*Exercise*
Start at the line with "impl Type<Sqlite> for" in the records below, stop at the line with "impl<'r> Decode<'r, Sqlite>", and return every line in that span exactly, the two end lines included.

*Saved entries*
□ □ □ □ □ □ □
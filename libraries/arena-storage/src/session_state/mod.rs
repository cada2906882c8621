//! Persisted session slot
//!
//! Holds at most one logged-in player as a JSON blob. Kept apart from the
//! `users` collection so reading the session never touches account rows.
//!
//! # Example
//!
//! ```rust,no_run
//! use arena_storage::session_state;
//! # async fn example(pool: &sqlx::SqlitePool) -> Result<(), Box<dyn std::error::Error>> {
//! if let Some(user) = session_state::load(pool).await? {
//!     println!("welcome back, {}", user.username);
//! }
//! # Ok(())
//! # }
//! ```

use crate::StorageError;
use arena_core::types::PublicUser;
use sqlx::SqliteExecutor;

type Result<T> = std::result::Result<T, StorageError>;

/// Load the persisted session
///
/// # Errors
///
/// Returns an error if the query fails or the stored blob is not valid JSON
pub async fn load<'e, E>(executor: E) -> Result<Option<PublicUser>>
where
    E: SqliteExecutor<'e>,
{
    let blob: Option<String> =
        sqlx::query_scalar("SELECT user_json FROM session_state WHERE id = 1")
            .fetch_optional(executor)
            .await?;

    match blob {
        Some(json) => {
            let user = serde_json::from_str(&json)
                .map_err(|e| StorageError::SerializationError(e.to_string()))?;
            Ok(Some(user))
        }
        None => Ok(None),
    }
}

/// Persist `user` as the session, replacing any previous one
pub async fn save<'e, E>(executor: E, user: &PublicUser) -> Result<()>
where
    E: SqliteExecutor<'e>,
{
    let json = serde_json::to_string(user)
        .map_err(|e| StorageError::SerializationError(e.to_string()))?;
    let now = chrono::Utc::now().timestamp();

    sqlx::query(
        "INSERT INTO session_state (id, user_json, updated_at)
         VALUES (1, ?, ?)
         ON CONFLICT(id) DO UPDATE SET user_json = excluded.user_json, updated_at = excluded.updated_at",
    )
    .bind(json)
    .bind(now)
    .execute(executor)
    .await?;

    Ok(())
}

/// Clear the session
///
/// Returns `true` if a session was removed.
pub async fn clear<'e, E>(executor: E) -> Result<bool>
where
    E: SqliteExecutor<'e>,
{
    let result = sqlx::query("DELETE FROM session_state WHERE id = 1")
        .execute(executor)
        .await?;

    Ok(result.rows_affected() > 0)
}
/// ID types for arena entities
use serde::{Deserialize, Serialize};
use std::fmt;

#[cfg(feature = "sqlx")]
use sqlx::{
    encode::IsNull,
    error::BoxDynError,
    sqlite::{SqliteArgumentValue, SqliteTypeInfo, SqliteValueRef},
    Decode, Encode, Sqlite, Type,
};

/// Score record identifier
///
/// Issued by the store in strictly increasing order and never reused.
#[derive(Debug, Clone, Copy, PartialEq, Eq, PartialOrd, Ord, Hash, Serialize, Deserialize)]
#[serde(transparent)]
pub struct ScoreId(i64);

impl ScoreId {
    /// Wrap a store-issued row id
    pub fn new(id: i64) -> Self {
        Self(id)
    }

    /// Get the inner value
    pub fn get(self) -> i64 {
        self.0
    }
}

impl fmt::Display for ScoreId {
    fn fmt(&self, f: &mut fmt::Formatter<'_>) -> fmt::Result {
        write!(f, "{}", self.0)
    }
}

#[cfg(feature = "sqlx")]
impl Type<Sqlite> for ScoreId {
    fn type_info() -> SqliteTypeInfo {
        <i64 as Type<Sqlite>>::type_info()
    }
}

#[cfg(feature = "sqlx")]
impl<'q> Encode<'q, Sqlite> for ScoreId {
    fn encode_by_ref(
        &self,
        args: &mut Vec<SqliteArgumentValue<'q>>,
    ) -> Result<IsNull, BoxDynError> {
        <i64 as Encode<Sqlite>>::encode_by_ref(&self.0, args)
    }
}

#[cfg(feature = "sqlx")]
impl<'r> Decode<'r, Sqlite> for ScoreId {
    fn decode(value: SqliteValueRef<'r>) -> Result<Self, BoxDynError> {
        let id = <i64 as Decode<Sqlite>>::decode(value)?;
        Ok(ScoreId(id))
    }
}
□ □ □ □ □ □ □
*Task result*
impl Type<Sqlite> for ScoreId {
    fn type_info() -> SqliteTypeInfo {
        <i64 as Type<Sqlite>>::type_info()
    }
}

#[cfg(feature = "sqlx")]
impl<'q> Encode<'q, Sqlite> for ScoreId {
    fn encode_by_ref(
        &self,
        args: &mut Vec<SqliteArgumentValue<'q>>,
    ) -> Result<IsNull, BoxDynError> {
        <i64 as Encode<Sqlite>>::encode_by_ref(&self.0, args)
    }
}

#[cfg(feature = "sqlx")]
impl<'r> Decode<'r, Sqlite> for ScoreId {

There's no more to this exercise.